Next, we load in the data recorded during our experiment and annotate the cue and association words with the linguistic variables. Each row in the table corresponds to one trial in the experiment, where first the cue word was shown, then the association word, then a response cue which prompted the participant to press button 0 if the words were unrelated or button 1 if they were. The N400 column contains the estimated N400 amplitude evoked by the presentation of the association word (z-scored within-subject).
In [3]:
# Load the N400 amplitudes recorded during our experiment
relevant_columns = ['subject', 'cue', 'association', 'association-english', 'language', 'button', 'N400']
n400 = pd.read_csv('data.csv')
# Annotate the data with the psycholinguistic variables, for both the cue and association words
n400 = n400.join(psych_ling, on=['cue', 'language'])

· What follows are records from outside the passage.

//! Ability, spell card, and item-use resolution.
//!
//! Everything random or rule-derived is resolved here, at production time:
//! variance dice, area-of-effect membership, lethality, kill rewards, and
//! the win check. The emitted deltas embed those outcomes so replay only
//! applies numbers.

use std::collections::BTreeSet;

use crate::config::BattleConfig;
use crate::defs::{
    AbilityDefinition, AbilityDefinitionKind, Definitions, EffectDefinition, ItemId, PcgRng,
    compute_seed,
};
use crate::delta::{Delta, Impact};
use crate::state::{
    Ability, AbilityId, AbilityKind, Battle, Card, HeroState, PlayerId, Position, SpecialState,
    Source, Status, Unit, UnitId, UnitKind,
};
use crate::targeting::{self, Selector, Targeting};

use super::ActionError;

pub(super) fn cast_ability(
    battle: &Battle,
    defs: &dyn Definitions,
    player: PlayerId,
    caster_id: UnitId,
    ability_id: AbilityId,
    target: Position,
) -> Result<Vec<Delta>, ActionError> {
    let caster = super::controlled_unit(battle, player, caster_id)?;
    if caster.status.contains(Status::SILENCED) {
        return Err(ActionError::Silenced(caster_id));
    }
    let ability = caster
        .ability(ability_id)
        .ok_or(ActionError::UnknownAbility(ability_id))?;
    let targeting = ability
        .targeting()
        .ok_or(ActionError::AbilityNotActive(ability_id))?;
    if ability.charges_remaining() == 0 {
        return Err(ActionError::NoChargesRemaining(ability_id));
    }

    let resolved = resolve_target(battle, targeting, caster.position, target);
    if !battle.ability_targeting_fits(targeting, caster.position, resolved) {
        return Err(ActionError::TargetingDoesNotFit(target));
    }
    if let Some(primary) = battle.living_unit_at(resolved)
        && primary.special.contains(SpecialState::UNTARGETABLE)
    {
        return Err(ActionError::TargetingDoesNotFit(target));
    }

    let effect = ability_effect(defs, caster, ability_id)?;
    if effect.add_attack_damage && caster.status.contains(Status::DISARMED) {
        return Err(ActionError::Disarmed(caster_id));
    }
    let summon = match effect.summon {
        Some(kind) => {
            if battle.grid.is_occupied(resolved) {
                return Err(ActionError::CellOccupied(resolved));
            }
            let def = defs
                .minion(kind)
                .ok_or(ActionError::MissingDefinition("minion"))?;
            Some((kind, def))
        }
        None => None,
    };
    let attack_bonus = if effect.add_attack_damage {
        caster.attack_damage().unwrap_or(0)
    } else {
        0
    };

    let source = Source::Unit {
        unit: caster_id,
        ability: Some(ability_id),
    };
    let impacts = collect_impacts(
        battle,
        effect,
        targeting.selector(),
        caster.position,
        resolved,
        caster_id.0,
        attack_bonus,
        source,
    );

    let mut deltas = vec![Delta::AbilityCast {
        caster: caster_id,
        ability: ability_id,
        target: resolved,
        impacts: impacts.clone(),
    }];
    if let Some((kind, def)) = summon {
        deltas.push(Delta::MinionSpawned {
            unit: Unit::spawned(
                battle.next_unit_id(),
                UnitKind::Minion {
                    kind,
                    owner: caster.owner(),
                },
                resolved,
                def.base,
                def.attack,
                Vec::new(),
            ),
            source,
        });
    }
    deltas.extend(deaths_and_rewards(battle, defs, Some(caster_id), source, &impacts));
    Ok(deltas)
}

pub(super) fn use_card(
    battle: &Battle,
    defs: &dyn Definitions,
    player: PlayerId,
    hand_index: usize,
    target: Option<Position>,
) -> Result<Vec<Delta>, ActionError> {
    let acting = battle
        .player(player)
        .ok_or(ActionError::UnknownPlayer(player))?;
    if acting.has_used_a_card_this_turn {
        return Err(ActionError::CardAlreadyUsedThisTurn);
    }
    let card = *acting
        .hand
        .get(hand_index)
        .ok_or(ActionError::InvalidHandIndex(hand_index))?;

    match card {
        Card::Hero(kind) => {
            let target = target.ok_or(ActionError::MissingTarget)?;
            if !battle.grid.contains(target) || !acting.deployment_zone.contains(target) {
                return Err(ActionError::OutsideDeploymentZone(target));
            }
            if battle.grid.is_occupied(target) {
                return Err(ActionError::CellOccupied(target));
            }
            let def = defs.hero(kind).ok_or(ActionError::MissingDefinition("hero"))?;
            let unit = Unit::spawned(
                battle.next_unit_id(),
                UnitKind::Hero(HeroState {
                    kind,
                    owner: player,
                    level: 1,
                    experience: 0,
                    items: Vec::new(),
                }),
                target,
                def.base,
                def.attack,
                def.abilities.iter().map(ability_instance).collect(),
            );
            Ok(vec![
                Delta::CardUsed {
                    player,
                    hand_index,
                    target: Some(target),
                },
                Delta::HeroSpawned { unit },
            ])
        }
        Card::Spell(spell) => {
            let target = target.ok_or(ActionError::MissingTarget)?;
            if !battle.grid.contains(target) {
                return Err(ActionError::TargetingDoesNotFit(target));
            }
            let def = defs
                .spell(spell)
                .ok_or(ActionError::MissingDefinition("spell"))?;
            let source = Source::Player(player);
            // Spells have no caster on the grid; the selector anchors at
            // the chosen cell.
            let impacts = collect_impacts(
                battle,
                &def.effect,
                &def.selector,
                target,
                target,
                u32::from(player.0),
                0,
                source,
            );
            let mut deltas = vec![
                Delta::CardUsed {
                    player,
                    hand_index,
                    target: Some(target),
                },
                Delta::SpellCast {
                    player,
                    spell,
                    target,
                    impacts: impacts.clone(),
                },
            ];
            deltas.extend(deaths_and_rewards(battle, defs, None, source, &impacts));
            Ok(deltas)
        }
    }
}

pub(super) fn use_item(
    battle: &Battle,
    defs: &dyn Definitions,
    player: PlayerId,
    hero_id: UnitId,
    item: ItemId,
) -> Result<Vec<Delta>, ActionError> {
    let hero = super::controlled_unit(battle, player, hero_id)?;
    let state = hero.hero().ok_or(ActionError::NotAHero(hero_id))?;
    if !state.items.contains(&item) {
        return Err(ActionError::ItemNotOwned(item));
    }
    let def = defs.item(item).ok_or(ActionError::MissingDefinition("item"))?;
    let effect = def.on_use.as_ref().ok_or(ActionError::ItemNotUsable(item))?;

    let source = Source::Item(item);
    let impacts = collect_impacts(
        battle,
        effect,
        &Selector::Single,
        hero.position,
        hero.position,
        hero_id.0,
        0,
        source,
    );
    let mut deltas = vec![Delta::ItemUsed {
        hero: hero_id,
        item,
        impacts: impacts.clone(),
    }];
    deltas.extend(deaths_and_rewards(battle, defs, None, source, &impacts));
    Ok(deltas)
}

/// For first-in-line shapes the requested cell is only a direction: the
/// resolved target is the first occupied cell along the walk from the
/// caster. Other shapes target the requested cell directly.
fn resolve_target(
    battle: &Battle,
    targeting: &Targeting,
    from: Position,
    requested: Position,
) -> Position {
    if let Targeting::FirstInLine { length, .. } = targeting
        && requested != from
        && from.collinear(requested)
    {
        let step = ((requested.x - from.x).signum(), (requested.y - from.y).signum());
        let limit = from.manhattan(requested).min(*length);
        let mut cursor = from;
        for _ in 0..limit {
            cursor = Position::new(cursor.x + step.0, cursor.y + step.1);
            if battle.grid.is_occupied(cursor) {
                return cursor;
            }
        }
    }
    requested
}

/// The effect payload of one of `unit`'s abilities, from the definition
/// tables. Override replacements are looked up in the same definition's
/// ability list.
fn ability_effect<'a>(
    defs: &'a dyn Definitions,
    unit: &Unit,
    ability: AbilityId,
) -> Result<&'a EffectDefinition, ActionError> {
    let found = match &unit.kind {
        UnitKind::Hero(hero) => defs
            .hero(hero.kind)
            .and_then(|d| d.abilities.iter().find(|a| a.id == ability)),
        UnitKind::Creep { kind } => defs
            .creep(*kind)
            .and_then(|d| d.abilities.iter().find(|a| a.id == ability)),
        UnitKind::Minion { .. } => None,
    };
    found
        .map(|a| &a.effect)
        .ok_or(ActionError::MissingDefinition("ability"))
}

/// Instantiates a definition ability as a unit ability slot.
pub(super) fn ability_instance(def: &AbilityDefinition) -> Ability {
    Ability {
        id: def.id,
        kind: match &def.kind {
            AbilityDefinitionKind::Passive => AbilityKind::Passive,
            AbilityDefinitionKind::Active { charges, targeting } => AbilityKind::Active {
                charges_remaining: *charges,
                targeting: targeting.clone(),
            },
        },
    }
}

/// Resolves the effect against every living unit the selector covers.
/// One variance die per impact, seeded by (battle seed, head, actor,
/// impact ordinal) so re-producing the same action yields the same rolls.
#[allow(clippy::too_many_arguments)]
fn collect_impacts(
    battle: &Battle,
    effect: &EffectDefinition,
    selector: &Selector,
    from: Position,
    to: Position,
    actor: u32,
    attack_bonus: i32,
    source: Source,
) -> Vec<Impact> {
    let head = battle.deltas.len() as u64;
    let mut impacts = Vec::new();
    for unit in &battle.units {
        if unit.dead || !targeting::selector_fits(selector, from, to, unit.position) {
            continue;
        }
        let context = impacts.len() as u32;
        let roll = PcgRng::bounded(
            compute_seed(battle.seed, head, actor, context),
            effect.damage_variance + 1,
        ) as i32;
        let damage = effect.damage + roll + attack_bonus;
        let health_change = effect.heal - damage;
        let modifier = effect
            .modifier
            .as_ref()
            .map(|template| super::stamp_modifier(battle, template, source, context));
        let push_to = resolve_push(battle, effect.push, from, unit.position);
        if health_change == 0 && modifier.is_none() && push_to.is_none() {
            continue;
        }
        impacts.push(Impact {
            unit: unit.id,
            health_change,
            modifier,
            push_to,
        });
    }
    impacts
}

/// Destination of a knockback of `distance` cells directly away from the
/// caster, or `None` when the unit does not move: zero distance, the unit
/// shares the caster's cell, or the first step is already blocked. The
/// walk stops early at the grid edge or the first occupied cell.
fn resolve_push(
    battle: &Battle,
    distance: u32,
    from: Position,
    target: Position,
) -> Option<Position> {
    if distance == 0 || target == from {
        return None;
    }
    let step = ((target.x - from.x).signum(), (target.y - from.y).signum());
    let mut cursor = target;
    for _ in 0..distance {
        let next = Position::new(cursor.x + step.0, cursor.y + step.1);
        if !battle.grid.contains(next) || battle.grid.is_occupied(next) {
            break;
        }
        cursor = next;
    }
    (cursor != target).then_some(cursor)
}

/// Deltas that follow lethal impacts: deaths, kill rewards for a hero
/// killer (experience, level-ups, bounty gold), and the win check when a
/// player loses their last hero.
fn deaths_and_rewards(
    battle: &Battle,
    defs: &dyn Definitions,
    killer: Option<UnitId>,
    source: Source,
    impacts: &[Impact],
) -> Vec<Delta> {
    let mut deltas = Vec::new();
    let mut killed: Vec<&Unit> = Vec::new();
    for impact in impacts {
        if let Some(unit) = battle.unit(impact.unit)
            && !unit.dead
            && unit.health + impact.health_change <= 0
        {
            killed.push(unit);
            deltas.push(Delta::UnitDied {
                unit: unit.id,
                source,
            });
        }
    }
    if killed.is_empty() {
        return deltas;
    }

    if let Some(killer_id) = killer
        && let Some(killer_unit) = battle.unit(killer_id)
        && killed.iter().all(|victim| victim.id != killer_id)
        && let Some(hero) = killer_unit.hero()
    {
        let experience = BattleConfig::XP_PER_KILL * killed.len() as u32;
        deltas.push(Delta::ExperienceGained {
            hero: killer_id,
            amount: experience,
        });
        let level = level_for(hero.experience + experience);
        if level > hero.level {
            deltas.push(Delta::HeroLeveledUp {
                hero: killer_id,
                level,
            });
        }
        let bounty: i32 = killed
            .iter()
            .map(|victim| match &victim.kind {
                UnitKind::Hero(_) => BattleConfig::HERO_KILL_BOUNTY,
                UnitKind::Creep { kind } => {
                    defs.creep(*kind).map(|d| d.bounty).unwrap_or(0)
                }
                UnitKind::Minion { .. } => 0,
            })
            .sum();
        if bounty > 0 {
            deltas.push(Delta::GoldChanged {
                player: hero.owner,
                amount: bounty,
                source,
            });
        }
    }

    let killed_ids: BTreeSet<UnitId> = killed.iter().map(|v| v.id).collect();
    let hero_owners: BTreeSet<PlayerId> = battle
        .units
        .iter()
        .filter_map(|u| u.hero().map(|h| h.owner))
        .collect();
    let survivors: Vec<PlayerId> = hero_owners
        .iter()
        .copied()
        .filter(|&owner| {
            battle.units.iter().any(|u| {
                !u.dead
                    && !killed_ids.contains(&u.id)
                    && u.hero().is_some_and(|h| h.owner == owner)
            })
        })
        .collect();
    if hero_owners.len() >= 2 && survivors.len() <= 1 {
        deltas.push(Delta::GameOver {
            winner: survivors.first().copied(),
        });
    }
    deltas
}

/// Level implied by an experience total, capped at the maximum.
fn level_for(experience: u32) -> u8 {
    let level = 1 + experience / BattleConfig::XP_PER_LEVEL;
    (level.min(u32::from(BattleConfig::MAX_HERO_LEVEL))) as u8
}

n400 = n400.join(psych_ling, on=['association', 'language'], lsuffix='-cue', rsuffix='-association')
# Show the top 19 rows
display(n400.head(10))
We do an initial statistical test for the effect of each psycholinguistic variable on the amplitude of the N400 component.
In [4]:
%%R -i n400
# Load the linear mixed effects library
library('lme4')
library('lmerTest')
# This function will test whether variable "var" has a significant effect on the amplitude of the N400 component
test <- function(var) {
# Assemble the regression formula
formula <- paste("N400 ~ ", var, " + (", var, " | subject) + (", var, " | language)", sep = "")
# Fit the LME model
m <- lmer(formula, data=n400)
# Extract the stats related to the slope
coeff = summary(m)$coefficients[1,]
# Sometimes the estimation of the degrees of freedom fails. In which case use the number of subjects.
if(! "df" %in% names(coeff)) {
print(paste("Failed to estimate ddof for", var, ", defaulting to 16", sep=" "))
coeff["df"] <- 16
coeff["Pr(>|t|)"] <- pt(coeff["t value"], 16)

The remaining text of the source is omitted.